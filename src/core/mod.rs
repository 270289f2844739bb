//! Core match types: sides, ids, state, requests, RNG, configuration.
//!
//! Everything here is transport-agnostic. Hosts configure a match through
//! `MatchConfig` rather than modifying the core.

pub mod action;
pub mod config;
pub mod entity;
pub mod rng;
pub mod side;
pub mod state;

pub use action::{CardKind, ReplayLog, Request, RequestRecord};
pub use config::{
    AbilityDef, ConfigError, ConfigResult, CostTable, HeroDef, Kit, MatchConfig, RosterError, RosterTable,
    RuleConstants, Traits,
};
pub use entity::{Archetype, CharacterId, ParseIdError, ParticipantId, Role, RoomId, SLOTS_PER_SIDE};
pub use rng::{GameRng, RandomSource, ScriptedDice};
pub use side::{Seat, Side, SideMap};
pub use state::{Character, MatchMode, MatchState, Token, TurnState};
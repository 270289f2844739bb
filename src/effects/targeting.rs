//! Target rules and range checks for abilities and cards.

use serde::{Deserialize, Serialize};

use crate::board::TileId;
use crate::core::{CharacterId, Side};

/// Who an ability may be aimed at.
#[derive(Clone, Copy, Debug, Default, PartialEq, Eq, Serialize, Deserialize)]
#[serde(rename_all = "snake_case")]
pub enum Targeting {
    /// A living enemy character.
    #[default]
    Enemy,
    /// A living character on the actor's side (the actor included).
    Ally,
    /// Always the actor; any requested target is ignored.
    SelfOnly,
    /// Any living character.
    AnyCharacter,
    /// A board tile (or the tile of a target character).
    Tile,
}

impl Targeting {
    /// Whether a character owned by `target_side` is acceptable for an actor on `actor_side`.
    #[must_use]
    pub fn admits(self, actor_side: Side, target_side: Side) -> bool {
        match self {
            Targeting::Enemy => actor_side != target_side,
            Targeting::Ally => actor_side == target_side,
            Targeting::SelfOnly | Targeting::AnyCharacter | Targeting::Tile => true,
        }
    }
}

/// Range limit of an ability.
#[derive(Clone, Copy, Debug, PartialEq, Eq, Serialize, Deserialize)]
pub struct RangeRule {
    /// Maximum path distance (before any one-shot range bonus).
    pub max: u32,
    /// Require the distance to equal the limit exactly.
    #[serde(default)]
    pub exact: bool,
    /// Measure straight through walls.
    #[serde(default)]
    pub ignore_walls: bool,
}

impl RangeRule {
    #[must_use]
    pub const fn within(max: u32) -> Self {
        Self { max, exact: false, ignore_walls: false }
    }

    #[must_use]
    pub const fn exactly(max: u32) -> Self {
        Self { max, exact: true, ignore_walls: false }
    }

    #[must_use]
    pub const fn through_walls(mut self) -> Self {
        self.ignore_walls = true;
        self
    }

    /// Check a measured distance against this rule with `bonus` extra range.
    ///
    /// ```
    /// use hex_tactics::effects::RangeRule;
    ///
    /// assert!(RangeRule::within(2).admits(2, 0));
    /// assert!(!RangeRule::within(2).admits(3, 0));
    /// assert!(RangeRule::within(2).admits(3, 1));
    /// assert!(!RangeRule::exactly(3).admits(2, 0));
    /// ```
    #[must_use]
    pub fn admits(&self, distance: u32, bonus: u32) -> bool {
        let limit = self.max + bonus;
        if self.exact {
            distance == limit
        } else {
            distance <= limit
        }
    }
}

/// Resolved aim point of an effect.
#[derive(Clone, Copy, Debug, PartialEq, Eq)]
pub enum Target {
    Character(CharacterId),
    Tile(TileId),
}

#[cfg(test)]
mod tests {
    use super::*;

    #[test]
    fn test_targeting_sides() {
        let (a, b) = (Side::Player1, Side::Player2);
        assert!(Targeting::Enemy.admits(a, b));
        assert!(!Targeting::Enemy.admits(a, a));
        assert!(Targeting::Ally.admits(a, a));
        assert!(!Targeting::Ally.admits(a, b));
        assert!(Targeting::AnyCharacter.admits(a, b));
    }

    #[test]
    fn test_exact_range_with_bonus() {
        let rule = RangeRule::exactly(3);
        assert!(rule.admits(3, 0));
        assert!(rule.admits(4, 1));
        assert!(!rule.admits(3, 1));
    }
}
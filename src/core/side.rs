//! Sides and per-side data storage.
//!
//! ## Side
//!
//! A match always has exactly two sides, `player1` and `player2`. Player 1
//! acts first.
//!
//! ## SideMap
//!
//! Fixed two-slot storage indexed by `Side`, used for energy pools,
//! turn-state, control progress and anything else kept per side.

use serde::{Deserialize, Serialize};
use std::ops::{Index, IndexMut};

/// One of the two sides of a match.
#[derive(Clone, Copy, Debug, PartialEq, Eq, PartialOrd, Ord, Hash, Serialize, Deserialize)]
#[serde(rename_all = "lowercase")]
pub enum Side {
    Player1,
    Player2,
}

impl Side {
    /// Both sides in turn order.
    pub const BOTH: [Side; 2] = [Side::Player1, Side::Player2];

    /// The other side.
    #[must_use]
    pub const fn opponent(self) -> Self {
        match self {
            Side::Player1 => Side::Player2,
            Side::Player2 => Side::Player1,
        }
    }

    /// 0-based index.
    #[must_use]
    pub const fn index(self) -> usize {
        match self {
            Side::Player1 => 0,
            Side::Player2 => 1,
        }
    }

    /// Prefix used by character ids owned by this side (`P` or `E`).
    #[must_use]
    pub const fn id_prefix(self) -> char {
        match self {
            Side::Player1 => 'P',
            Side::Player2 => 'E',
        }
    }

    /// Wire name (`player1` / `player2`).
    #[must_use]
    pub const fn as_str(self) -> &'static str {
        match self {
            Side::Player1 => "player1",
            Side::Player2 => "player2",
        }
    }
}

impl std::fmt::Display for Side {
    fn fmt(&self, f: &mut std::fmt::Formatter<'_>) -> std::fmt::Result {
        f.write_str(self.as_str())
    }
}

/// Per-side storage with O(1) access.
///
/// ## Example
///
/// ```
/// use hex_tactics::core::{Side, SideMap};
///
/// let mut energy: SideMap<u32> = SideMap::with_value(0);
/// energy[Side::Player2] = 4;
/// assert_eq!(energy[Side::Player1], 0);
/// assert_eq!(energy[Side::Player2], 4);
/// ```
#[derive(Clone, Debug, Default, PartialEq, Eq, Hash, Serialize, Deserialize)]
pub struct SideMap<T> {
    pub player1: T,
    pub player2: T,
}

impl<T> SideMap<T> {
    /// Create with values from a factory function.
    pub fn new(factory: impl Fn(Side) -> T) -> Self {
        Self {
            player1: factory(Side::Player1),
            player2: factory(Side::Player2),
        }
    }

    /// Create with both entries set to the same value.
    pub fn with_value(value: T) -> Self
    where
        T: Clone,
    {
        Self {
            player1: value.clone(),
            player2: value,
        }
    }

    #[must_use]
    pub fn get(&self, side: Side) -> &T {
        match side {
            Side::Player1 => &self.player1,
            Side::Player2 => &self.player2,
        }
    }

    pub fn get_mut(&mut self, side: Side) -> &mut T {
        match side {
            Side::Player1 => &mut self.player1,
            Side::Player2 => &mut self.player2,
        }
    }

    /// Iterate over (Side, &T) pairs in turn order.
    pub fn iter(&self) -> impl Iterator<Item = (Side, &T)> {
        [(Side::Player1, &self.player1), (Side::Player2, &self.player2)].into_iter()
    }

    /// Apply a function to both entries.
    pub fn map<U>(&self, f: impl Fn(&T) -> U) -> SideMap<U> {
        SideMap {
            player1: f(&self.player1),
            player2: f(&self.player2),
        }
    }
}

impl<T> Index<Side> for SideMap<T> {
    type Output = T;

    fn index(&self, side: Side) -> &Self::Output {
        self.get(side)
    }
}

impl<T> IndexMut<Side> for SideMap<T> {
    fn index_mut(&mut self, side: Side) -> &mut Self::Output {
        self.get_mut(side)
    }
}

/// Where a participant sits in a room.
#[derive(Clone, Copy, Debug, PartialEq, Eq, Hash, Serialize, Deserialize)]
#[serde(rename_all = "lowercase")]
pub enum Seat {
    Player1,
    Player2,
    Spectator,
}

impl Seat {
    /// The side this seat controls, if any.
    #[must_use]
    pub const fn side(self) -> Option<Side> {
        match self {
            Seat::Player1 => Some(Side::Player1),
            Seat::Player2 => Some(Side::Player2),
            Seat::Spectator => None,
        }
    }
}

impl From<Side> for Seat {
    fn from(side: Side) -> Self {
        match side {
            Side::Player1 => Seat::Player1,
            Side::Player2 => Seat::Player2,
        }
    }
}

■ ■ ■ ■ ■ ■ ■

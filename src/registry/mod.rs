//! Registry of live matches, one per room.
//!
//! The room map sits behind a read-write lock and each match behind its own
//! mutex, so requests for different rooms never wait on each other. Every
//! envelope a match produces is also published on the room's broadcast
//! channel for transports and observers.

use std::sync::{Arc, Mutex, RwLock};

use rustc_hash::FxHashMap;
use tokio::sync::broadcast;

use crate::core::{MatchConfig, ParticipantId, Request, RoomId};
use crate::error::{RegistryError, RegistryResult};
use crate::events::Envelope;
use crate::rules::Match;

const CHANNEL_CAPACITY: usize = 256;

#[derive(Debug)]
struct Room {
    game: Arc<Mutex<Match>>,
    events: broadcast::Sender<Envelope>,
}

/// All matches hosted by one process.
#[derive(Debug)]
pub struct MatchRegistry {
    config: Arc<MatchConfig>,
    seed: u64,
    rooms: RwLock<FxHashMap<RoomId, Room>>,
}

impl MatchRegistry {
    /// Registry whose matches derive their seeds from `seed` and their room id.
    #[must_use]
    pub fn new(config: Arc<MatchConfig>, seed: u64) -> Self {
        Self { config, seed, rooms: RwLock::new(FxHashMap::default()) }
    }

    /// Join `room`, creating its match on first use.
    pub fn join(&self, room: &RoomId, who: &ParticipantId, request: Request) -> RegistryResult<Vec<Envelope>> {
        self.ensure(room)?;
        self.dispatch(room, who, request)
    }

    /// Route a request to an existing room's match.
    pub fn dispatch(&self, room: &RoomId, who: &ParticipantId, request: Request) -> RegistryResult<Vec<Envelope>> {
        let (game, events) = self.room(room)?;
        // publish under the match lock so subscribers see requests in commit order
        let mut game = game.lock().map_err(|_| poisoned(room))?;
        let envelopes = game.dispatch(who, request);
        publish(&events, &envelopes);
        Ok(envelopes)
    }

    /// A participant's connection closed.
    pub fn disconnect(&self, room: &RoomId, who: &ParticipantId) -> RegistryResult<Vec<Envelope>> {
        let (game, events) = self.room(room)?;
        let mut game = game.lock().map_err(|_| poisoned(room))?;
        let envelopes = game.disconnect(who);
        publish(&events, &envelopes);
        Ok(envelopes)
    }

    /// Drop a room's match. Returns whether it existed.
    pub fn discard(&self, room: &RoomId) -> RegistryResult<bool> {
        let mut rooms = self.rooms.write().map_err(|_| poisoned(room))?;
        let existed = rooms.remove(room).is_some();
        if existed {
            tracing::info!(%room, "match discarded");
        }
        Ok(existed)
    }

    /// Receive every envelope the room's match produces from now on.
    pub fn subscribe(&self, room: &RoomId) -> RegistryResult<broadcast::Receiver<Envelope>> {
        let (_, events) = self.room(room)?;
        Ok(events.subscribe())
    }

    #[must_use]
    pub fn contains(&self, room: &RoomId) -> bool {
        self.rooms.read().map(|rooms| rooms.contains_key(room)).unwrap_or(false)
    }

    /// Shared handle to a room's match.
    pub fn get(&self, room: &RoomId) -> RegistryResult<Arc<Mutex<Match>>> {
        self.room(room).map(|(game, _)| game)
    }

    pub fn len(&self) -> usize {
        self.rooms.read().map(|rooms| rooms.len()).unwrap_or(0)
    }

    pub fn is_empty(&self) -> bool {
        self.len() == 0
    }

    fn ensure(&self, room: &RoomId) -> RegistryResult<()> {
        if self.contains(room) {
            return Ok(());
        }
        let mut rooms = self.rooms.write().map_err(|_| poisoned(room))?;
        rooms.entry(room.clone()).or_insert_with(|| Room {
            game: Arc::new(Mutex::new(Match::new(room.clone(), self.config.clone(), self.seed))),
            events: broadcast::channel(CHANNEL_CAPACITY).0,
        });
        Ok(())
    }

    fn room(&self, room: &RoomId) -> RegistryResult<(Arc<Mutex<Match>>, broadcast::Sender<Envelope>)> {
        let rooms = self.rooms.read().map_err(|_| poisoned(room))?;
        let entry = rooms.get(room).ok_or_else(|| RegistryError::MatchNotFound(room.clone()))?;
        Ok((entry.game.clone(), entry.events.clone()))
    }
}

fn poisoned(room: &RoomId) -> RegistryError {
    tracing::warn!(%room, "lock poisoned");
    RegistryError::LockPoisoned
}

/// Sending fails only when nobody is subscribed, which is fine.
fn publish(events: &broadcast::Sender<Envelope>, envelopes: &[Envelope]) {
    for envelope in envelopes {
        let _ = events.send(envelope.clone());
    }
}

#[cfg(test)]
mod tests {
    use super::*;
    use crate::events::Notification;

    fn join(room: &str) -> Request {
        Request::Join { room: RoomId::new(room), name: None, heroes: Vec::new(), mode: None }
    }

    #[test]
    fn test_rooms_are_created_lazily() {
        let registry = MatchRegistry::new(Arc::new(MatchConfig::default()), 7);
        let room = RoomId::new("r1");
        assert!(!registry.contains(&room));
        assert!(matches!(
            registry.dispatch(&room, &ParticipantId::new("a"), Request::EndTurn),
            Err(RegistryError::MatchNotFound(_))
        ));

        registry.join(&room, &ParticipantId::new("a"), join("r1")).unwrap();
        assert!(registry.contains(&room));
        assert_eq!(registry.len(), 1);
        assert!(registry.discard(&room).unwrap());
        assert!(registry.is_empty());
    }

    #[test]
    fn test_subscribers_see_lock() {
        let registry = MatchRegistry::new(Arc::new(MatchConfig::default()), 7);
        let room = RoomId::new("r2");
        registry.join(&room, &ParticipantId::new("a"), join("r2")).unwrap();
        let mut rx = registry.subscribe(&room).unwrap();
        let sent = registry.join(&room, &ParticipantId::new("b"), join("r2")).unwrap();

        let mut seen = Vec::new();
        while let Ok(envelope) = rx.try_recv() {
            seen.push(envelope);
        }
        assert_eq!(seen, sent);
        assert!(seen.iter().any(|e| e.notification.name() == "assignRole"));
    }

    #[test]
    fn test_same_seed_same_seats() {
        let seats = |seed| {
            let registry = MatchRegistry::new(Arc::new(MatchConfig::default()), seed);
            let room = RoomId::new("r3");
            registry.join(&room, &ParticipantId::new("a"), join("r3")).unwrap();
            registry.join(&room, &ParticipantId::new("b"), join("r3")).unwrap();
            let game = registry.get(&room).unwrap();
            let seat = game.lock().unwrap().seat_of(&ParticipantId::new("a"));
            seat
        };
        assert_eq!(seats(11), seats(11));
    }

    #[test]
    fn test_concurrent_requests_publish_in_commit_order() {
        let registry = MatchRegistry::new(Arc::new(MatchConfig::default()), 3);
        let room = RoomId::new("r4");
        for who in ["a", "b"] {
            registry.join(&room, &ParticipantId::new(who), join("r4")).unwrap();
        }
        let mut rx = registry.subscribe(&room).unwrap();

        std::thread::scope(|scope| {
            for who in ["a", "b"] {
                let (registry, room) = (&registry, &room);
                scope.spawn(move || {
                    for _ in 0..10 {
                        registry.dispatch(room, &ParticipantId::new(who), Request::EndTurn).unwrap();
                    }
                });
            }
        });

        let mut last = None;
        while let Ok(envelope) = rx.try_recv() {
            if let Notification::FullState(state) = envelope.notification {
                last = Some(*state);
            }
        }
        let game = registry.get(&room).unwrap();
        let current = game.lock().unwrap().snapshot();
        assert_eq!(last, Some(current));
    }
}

■ ■ ■ ■ ■ ■ ■

Count every line in the listing that holds the word "each". Report the count and nothing else.

2